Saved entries
···

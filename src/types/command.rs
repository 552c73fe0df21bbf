//! Control-flow directives: jump targets and tool commands.

use std::fmt;
use std::str::FromStr;

use serde::{Deserialize, Serialize};

use super::state::StatePatch;

/// Named step a hook may ask the loop to continue with.
#[derive(Debug, Clone, Copy, PartialEq, Eq, Hash, PartialOrd, Ord, Serialize, Deserialize)]
#[serde(rename_all = "lowercase")]
pub enum JumpTarget {
    Model,
    Tools,
    End,
}

impl JumpTarget {
    pub const ALL: [JumpTarget; 3] = [JumpTarget::Model, JumpTarget::Tools, JumpTarget::End];

    pub fn as_str(&self) -> &'static str {
        match self {
            JumpTarget::Model => "model",
            JumpTarget::Tools => "tools",
            JumpTarget::End => "end",
        }
    }
}

impl fmt::Display for JumpTarget {
    fn fmt(&self, f: &mut fmt::Formatter<'_>) -> fmt::Result {
        f.write_str(self.as_str())
    }
}

impl FromStr for JumpTarget {
    type Err = crate::Error;

    fn from_str(s: &str) -> Result<Self, Self::Err> {
        match s {
            "model" => Ok(JumpTarget::Model),
            "tools" => Ok(JumpTarget::Tools),
            "end" => Ok(JumpTarget::End),
            other => Err(crate::Error::config(format!(
                "Unknown jump target '{other}', expected one of: model, tools, end"
            ))),
        }
    }
}

/// Result a `wrap_tool_call` hook may return in place of a tool message.
///
/// The update is applied to the agent state as-is, so a command that should
/// answer the tool call must append its own tool message.
#[derive(Debug, Clone, Default, PartialEq)]
pub struct Command {
    pub update: StatePatch,
    pub goto: Option<JumpTarget>,
}

impl Command {
    pub fn new() -> Self {
        Self::default()
    }

    pub fn with_update(mut self, update: StatePatch) -> Self {
        self.update = update;
        self
    }

    pub fn goto(mut self, target: JumpTarget) -> Self {
        self.goto = Some(target);
        self
    }
}
//! Tool collaborator interface, the tool registry, and the tool call chain.

mod chain;
mod function;
mod output;
mod registry;
mod traits;

pub use chain::{
    ToolCallNext, ToolCallRequest, ToolCallResult, ToolHandler, WrapToolCall, wrap_tool_fn,
};
pub(crate) use chain::{ToolChain, ToolExecutor, build_tool_chain};
pub use function::FnTool;
pub use output::{ToolError, ToolOutput};
pub use registry::ToolRegistry;
pub use traits::{SchemaTool, Tool, ToolContext};
//! Onion composition of `wrap_model_call` hooks around the model call.
//!
//! The chain is folded once when the pipeline is built. Each layer hands its
//! hook a [`ModelCallNext`] continuation; the continuation checks that the
//! hook did not add or redefine tools before passing the request inward.
//! The innermost handler performs the real call, runs the optional retry
//! policy, then applies the structured output strategy. The
//! `retry_model_request` fallbacks sit outside every layer, so they see a
//! failure only once the whole chain, wrap-layer retries included, gave up.

use std::collections::HashMap;
use std::future::Future;
use std::sync::Arc;

use async_trait::async_trait;
use tracing::{debug, info, warn};
use uuid::Uuid;

use super::{ChatModelExt, ModelCallOptions, ModelRequest, ModelResponse};
use crate::retry::{RetryPolicy, failure_text};
use crate::structured::{ResponseFormat, StructuredOutcome};
use crate::types::{Message, ToolChoice, ToolDefinition};
use crate::{Error, Result};

/// One layer of the model invocation chain.
#[async_trait]
pub trait ModelHandler: Send + Sync {
    async fn handle(&self, request: ModelRequest) -> Result<ModelResponse>;
}

/// Continuation handed to a `wrap_model_call` hook.
#[derive(Clone)]
pub struct ModelCallNext {
    inner: Arc<dyn ModelHandler>,
}

impl ModelCallNext {
    pub(crate) fn new(inner: Arc<dyn ModelHandler>) -> Self {
        Self { inner }
    }

    pub async fn run(&self, request: ModelRequest) -> Result<ModelResponse> {
        self.inner.handle(request).await
    }
}

/// Hook that wraps the model call. It may modify the request, call `next`
/// any number of times, or return its own response without calling it.
#[async_trait]
pub trait WrapModelCall: Send + Sync {
    async fn wrap_model_call(
        &self,
        request: ModelRequest,
        next: ModelCallNext,
    ) -> Result<ModelResponse>;
}

/// Hook consulted when the model call fails for good. Returning a request
/// triggers one more call with it.
#[async_trait]
pub trait RetryModelRequest: Send + Sync {
    async fn retry_model_request(
        &self,
        error: &Error,
        request: &ModelRequest,
    ) -> Result<Option<ModelRequest>>;
}

pub struct WrapModelFn<F>(F);

/// Build a [`WrapModelCall`] from an async closure.
pub fn wrap_model_fn<F, Fut>(f: F) -> WrapModelFn<F>
where
    F: Fn(ModelRequest, ModelCallNext) -> Fut + Send + Sync,
    Fut: Future<Output = Result<ModelResponse>> + Send,
{
    WrapModelFn(f)
}

#[async_trait]
impl<F, Fut> WrapModelCall for WrapModelFn<F>
where
    F: Fn(ModelRequest, ModelCallNext) -> Fut + Send + Sync,
    Fut: Future<Output = Result<ModelResponse>> + Send,
{
    async fn wrap_model_call(
        &self,
        request: ModelRequest,
        next: ModelCallNext,
    ) -> Result<ModelResponse> {
        (self.0)(request, next).await
    }
}

pub struct RetryRequestFn<F>(F);

/// Build a [`RetryModelRequest`] from a closure. The closure inspects the
/// error synchronously and returns a future producing the replacement.
pub fn retry_request_fn<F, Fut>(f: F) -> RetryRequestFn<F>
where
    F: Fn(&Error, ModelRequest) -> Fut + Send + Sync,
    Fut: Future<Output = Result<Option<ModelRequest>>> + Send,
{
    RetryRequestFn(f)
}

#[async_trait]
impl<F, Fut> RetryModelRequest for RetryRequestFn<F>
where
    F: Fn(&Error, ModelRequest) -> Fut + Send + Sync,
    Fut: Future<Output = Result<Option<ModelRequest>>> + Send,
{
    async fn retry_model_request(
        &self,
        error: &Error,
        request: &ModelRequest,
    ) -> Result<Option<ModelRequest>> {
        (self.0)(error, request.clone()).await
    }
}

struct WrapLayer {
    middleware: String,
    hook: Arc<dyn WrapModelCall>,
    next: Arc<dyn ModelHandler>,
}

#[async_trait]
impl ModelHandler for WrapLayer {
    async fn handle(&self, request: ModelRequest) -> Result<ModelResponse> {
        debug!(middleware = %self.middleware, "wrap_model_call");
        let guard = ToolGuard {
            middleware: self.middleware.clone(),
            baseline: request.tool_definitions(),
            next: self.next.clone(),
        };
        self.hook
            .wrap_model_call(request, ModelCallNext::new(Arc::new(guard)))
            .await
    }
}

struct ToolGuard {
    middleware: String,
    baseline: Vec<ToolDefinition>,
    next: Arc<dyn ModelHandler>,
}

impl ToolGuard {
    fn check(&self, request: &ModelRequest) -> Result<()> {
        let baseline: HashMap<&str, &ToolDefinition> = self
            .baseline
            .iter()
            .map(|d| (d.name.as_str(), d))
            .collect();

        let mut added = Vec::new();
        let mut modified = Vec::new();
        for definition in request.tool_definitions() {
            match baseline.get(definition.name.as_str()) {
                None => added.push(definition.name),
                Some(original) if **original != definition => modified.push(definition.name),
                Some(_) => {}
            }
        }

        if !added.is_empty() {
            return Err(Error::ToolAdded {
                middleware: self.middleware.clone(),
                tools: added,
            });
        }
        if !modified.is_empty() {
            return Err(Error::ToolModified {
                middleware: self.middleware.clone(),
                tools: modified,
            });
        }
        Ok(())
    }
}

#[async_trait]
impl ModelHandler for ToolGuard {
    async fn handle(&self, request: ModelRequest) -> Result<ModelResponse> {
        self.check(&request)?;
        self.next.handle(request).await
    }
}

/// Innermost handler: the actual model call.
pub(crate) struct ModelInvoker {
    retry: Option<RetryPolicy>,
    response_format: Option<Arc<ResponseFormat>>,
}

impl ModelInvoker {
    pub(crate) fn new(
        retry: Option<RetryPolicy>,
        response_format: Option<Arc<ResponseFormat>>,
    ) -> Self {
        Self {
            retry,
            response_format,
        }
    }

    async fn call_once(&self, request: &ModelRequest) -> Result<Message> {
        let mut tools = request.tool_definitions();
        let mut tool_choice = request.tool_choice.clone();
        let mut provider_format = None;
        if let Some(format) = &self.response_format {
            let extraction = format.extraction_tools();
            if !extraction.is_empty() {
                tools.extend(extraction);
                tool_choice = tool_choice.or(Some(ToolChoice::Any));
            }
            provider_format = format.provider_format();
        }

        let cancel = request.runtime.cancellation.clone();
        let options = ModelCallOptions {
            tools: Vec::new(),
            tool_choice: None,
            response_format: provider_format,
            cancellation: cancel.clone(),
        };
        let model = request.model.bind_tools(tools, tool_choice);
        let messages = request.model_messages();

        let mut message = tokio::select! {
            biased;
            _ = cancel.cancelled() => return Err(Error::Cancelled),
            result = crate::model::ChatModel::invoke(&model, &messages, &options) => result?,
        };
        if message.id.is_none() {
            message.id = Some(Uuid::new_v4().to_string());
        }
        Ok(message)
    }

    async fn call_with_retry(&self, request: &ModelRequest) -> Result<Message> {
        let Some(policy) = &self.retry else {
            return self.call_once(request).await;
        };
        match policy
            .execute(&request.runtime.cancellation, |_| self.call_once(request))
            .await
        {
            Ok(message) => Ok(message),
            Err(failure) => policy
                .resolve_failure(failure, |e, n| failure_text("Model call", e, n))
                .map(Message::assistant),
        }
    }

    fn finish(&self, message: Message) -> Result<ModelResponse> {
        let Some(format) = &self.response_format else {
            return Ok(ModelResponse::from_message(message));
        };
        Ok(match format.resolve(&message)? {
            StructuredOutcome::Passthrough => ModelResponse::from_message(message),
            StructuredOutcome::Resolved { value, messages } => ModelResponse {
                messages,
                structured_response: Some(value),
                repair: false,
            },
            StructuredOutcome::Repair { messages } => ModelResponse {
                messages,
                structured_response: None,
                repair: true,
            },
        })
    }
}

#[async_trait]
impl ModelHandler for ModelInvoker {
    async fn handle(&self, request: ModelRequest) -> Result<ModelResponse> {
        let message = self.call_with_retry(&request).await?;
        self.finish(message)
    }
}

/// Outermost handler: consults `retry_model_request` hooks after the
/// composed chain failed with a model or tool error.
struct FallbackLayer {
    chain: Arc<dyn ModelHandler>,
    invoker: Arc<ModelInvoker>,
    hooks: Vec<(String, Arc<dyn RetryModelRequest>)>,
}

#[async_trait]
impl ModelHandler for FallbackLayer {
    async fn handle(&self, request: ModelRequest) -> Result<ModelResponse> {
        let error = match self.chain.handle(request.clone()).await {
            Ok(response) => return Ok(response),
            Err(error) if !error.is_retryable() => return Err(error),
            Err(error) => error,
        };
        warn!(kind = error.kind(), error = %error, "model call failed");

        for (middleware, hook) in &self.hooks {
            if let Some(replacement) = hook.retry_model_request(&error, &request).await? {
                info!(
                    middleware = %middleware,
                    error = %error,
                    "model call failed, retrying with replacement request"
                );
                let message = self.invoker.call_once(&replacement).await?;
                return self.invoker.finish(message);
            }
        }
        Err(error)
    }
}

/// Fold `(middleware, hook)` layers around `base`; the first layer ends up
/// outermost. Fallback hooks, when present, wrap the finished chain.
pub(crate) fn build_model_chain(
    layers: Vec<(String, Arc<dyn WrapModelCall>)>,
    fallbacks: Vec<(String, Arc<dyn RetryModelRequest>)>,
    base: ModelInvoker,
) -> Arc<dyn ModelHandler> {
    let invoker = Arc::new(base);
    let chain = layers.into_iter().rev().fold(
        invoker.clone() as Arc<dyn ModelHandler>,
        |next, (middleware, hook)| {
            Arc::new(WrapLayer {
                middleware,
                hook,
                next,
            })
        },
    );
    if fallbacks.is_empty() {
        return chain;
    }
    Arc::new(FallbackLayer {
        chain,
        invoker,
        hooks: fallbacks,
    })
}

···

**PROBLEM:** Copy all lines of the records in which the string "Deserialize" can be found.

**ANSWER FOR THE TASK:**
use serde::{Deserialize, Serialize};
#[derive(Debug, Clone, Copy, PartialEq, Eq, Hash, PartialOrd, Ord, Serialize, Deserialize)]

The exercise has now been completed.